In this exercise, every entry is to be transcribed exactly as written.

Exercise material Block Start

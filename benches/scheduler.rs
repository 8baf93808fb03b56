//! Benchmarks for backend selection and resource locking
//!
//! Target: 10K placements/sec over 100 pools

use cinder_core::controlplane::{ResourceKey, ResourceLocks};
use cinder_core::domain::{BackendStats, PoolStats};
use cinder_core::scheduler::{BackendStateManager, FilterScheduler, RequestSpec, WeigherMultipliers};
use criterion::{black_box, criterion_group, criterion_main, Criterion, Throughput};
use std::sync::Arc;

fn scheduler_with_pools(backends: usize, pools_per_backend: usize) -> FilterScheduler {
    let state = Arc::new(BackendStateManager::new());
    for b in 0..backends {
        let pools = (0..pools_per_backend)
            .map(|p| {
                let mut pool = PoolStats::new(
                    format!("pool{}", p),
                    1000.0,
                    100.0 + ((b * pools_per_backend + p) % 900) as f64,
                );
                pool.thin_provisioning_support = p % 2 == 0;
                pool.capabilities
                    .insert("tier".to_string(), if p % 3 == 0 { "ssd" } else { "hdd" }.to_string());
                pool
            })
            .collect();
        let stats = BackendStats {
            volume_backend_name: format!("backend{}", b),
            vendor_name: "bench".to_string(),
            driver_version: "1.0".to_string(),
            storage_protocol: "iSCSI".to_string(),
            pools,
        };
        state.update_from_stats(&format!("node{}@backend{}", b, b), "nova", &stats);
    }
    FilterScheduler::new(state, WeigherMultipliers::default())
}

fn bench_select_backend(c: &mut Criterion) {
    let mut group = c.benchmark_group("scheduler");
    group.throughput(Throughput::Elements(1));

    let scheduler = scheduler_with_pools(10, 10);
    let spec = RequestSpec::new(10);

    group.bench_function("select_backend_100_pools", |b| {
        b.iter(|| {
            let _ = scheduler.select_backend(black_box(&spec));
        });
    });

    let mut typed = RequestSpec::new(10);
    typed
        .extra_specs
        .insert("capabilities:tier".to_string(), "ssd".to_string());
    typed.availability_zone = Some("nova".to_string());

    group.bench_function("select_backend_with_extra_specs", |b| {
        b.iter(|| {
            let _ = scheduler.select_backend(black_box(&typed));
        });
    });

    group.finish();
}

fn bench_lock_throughput(c: &mut Criterion) {
    let mut group = c.benchmark_group("resource_locks");
    group.throughput(Throughput::Elements(100));

    let rt = tokio::runtime::Runtime::new().unwrap();
    let locks = ResourceLocks::new();

    group.bench_function("concurrent_100_locks", |b| {
        b.to_async(&rt).iter(|| {
            let locks = locks.clone();
            async move {
                let mut handles = Vec::new();
                for i in 0..100 {
                    let locks = locks.clone();
                    handles.push(tokio::spawn(async move {
                        let key = ResourceKey::volume(format!("vol-{}", i % 10));
                        let _guard = locks.lock(key).await;
                    }));
                }
                for handle in handles {
                    let _ = handle.await;
                }
            }
        });
    });

    group.bench_function("lock_all_volume_and_snapshot", |b| {
        let mut counter = 0u64;
        b.to_async(&rt).iter(|| {
            counter += 1;
            let keys = vec![
                ResourceKey::snapshot(format!("snap-{}", counter % 50)),
                ResourceKey::volume(format!("vol-{}", counter % 50)),
            ];
            let locks = locks.clone();
            async move {
                let _guards = locks.lock_all(black_box(keys)).await;
            }
        });
    });

    group.finish();
}

criterion_group!(benches, bench_select_backend, bench_lock_throughput);
criterion_main!(benches);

Exercise material Block End

▶ _Answer section_
filename benches/scheduler.rs
repository 8baf93808fb03b56
//! Benchmarks for backend selection and resource locking
//!
//! Target: 10K placements/sec over 100 pools

use cinder_core::controlplane::{ResourceKey, ResourceLocks};
use cinder_core::domain::{BackendStats, PoolStats};
use cinder_core::scheduler::{BackendStateManager, FilterScheduler, RequestSpec, WeigherMultipliers};
use criterion::{black_box, criterion_group, criterion_main, Criterion, Throughput};
use std::sync::Arc;

fn scheduler_with_pools(backends: usize, pools_per_backend: usize) -> FilterScheduler {
    let state = Arc::new(BackendStateManager::new());
    for b in 0..backends {
        let pools = (0..pools_per_backend)
            .map(|p| {
                let mut pool = PoolStats::new(
                    format!("pool{}", p),
                    1000.0,
                    100.0 + ((b * pools_per_backend + p) % 900) as f64,
                );
                pool.thin_provisioning_support = p % 2 == 0;
                pool.capabilities
                    .insert("tier".to_string(), if p % 3 == 0 { "ssd" } else { "hdd" }.to_string());
                pool
            })
            .collect();
        let stats = BackendStats {
            volume_backend_name: format!("backend{}", b),
            vendor_name: "bench".to_string(),
            driver_version: "1.0".to_string(),
            storage_protocol: "iSCSI".to_string(),
            pools,
        };
        state.update_from_stats(&format!("node{}@backend{}", b, b), "nova", &stats);
    }
    FilterScheduler::new(state, WeigherMultipliers::default())
}

fn bench_select_backend(c: &mut Criterion) {
    let mut group = c.benchmark_group("scheduler");
    group.throughput(Throughput::Elements(1));

    let scheduler = scheduler_with_pools(10, 10);
    let spec = RequestSpec::new(10);

    group.bench_function("select_backend_100_pools", |b| {
        b.iter(|| {
            let _ = scheduler.select_backend(black_box(&spec));
        });
    });

    let mut typed = RequestSpec::new(10);
    typed
        .extra_specs
        .insert("capabilities:tier".to_string(), "ssd".to_string());
    typed.availability_zone = Some("nova".to_string());

    group.bench_function("select_backend_with_extra_specs", |b| {
        b.iter(|| {
            let _ = scheduler.select_backend(black_box(&typed));
        });
    });

    group.finish();
}

fn bench_lock_throughput(c: &mut Criterion) {
    let mut group = c.benchmark_group("resource_locks");
    group.throughput(Throughput::Elements(100));

    let rt = tokio::runtime::Runtime::new().unwrap();
    let locks = ResourceLocks::new();

    group.bench_function("concurrent_100_locks", |b| {
        b.to_async(&rt).iter(|| {
            let locks = locks.clone();
            async move {
                let mut handles = Vec::new();
                for i in 0..100 {
                    let locks = locks.clone();
                    handles.push(tokio::spawn(async move {
                        let key = ResourceKey::volume(format!("vol-{}", i % 10));
                        let _guard = locks.lock(key).await;
                    }));
                }
                for handle in handles {
                    let _ = handle.await;
                }
            }
        });
    });

    group.bench_function("lock_all_volume_and_snapshot", |b| {
        let mut counter = 0u64;
        b.to_async(&rt).iter(|| {
            counter += 1;
            let keys = vec![
                ResourceKey::snapshot(format!("snap-{}", counter % 50)),
                ResourceKey::volume(format!("vol-{}", counter % 50)),
            ];
            let locks = locks.clone();
            async move {
                let _guards = locks.lock_all(black_box(keys)).await;
            }
        });
    });

    group.finish();
}

criterion_group!(benches, bench_select_backend, bench_lock_throughput);
criterion_main!(benches);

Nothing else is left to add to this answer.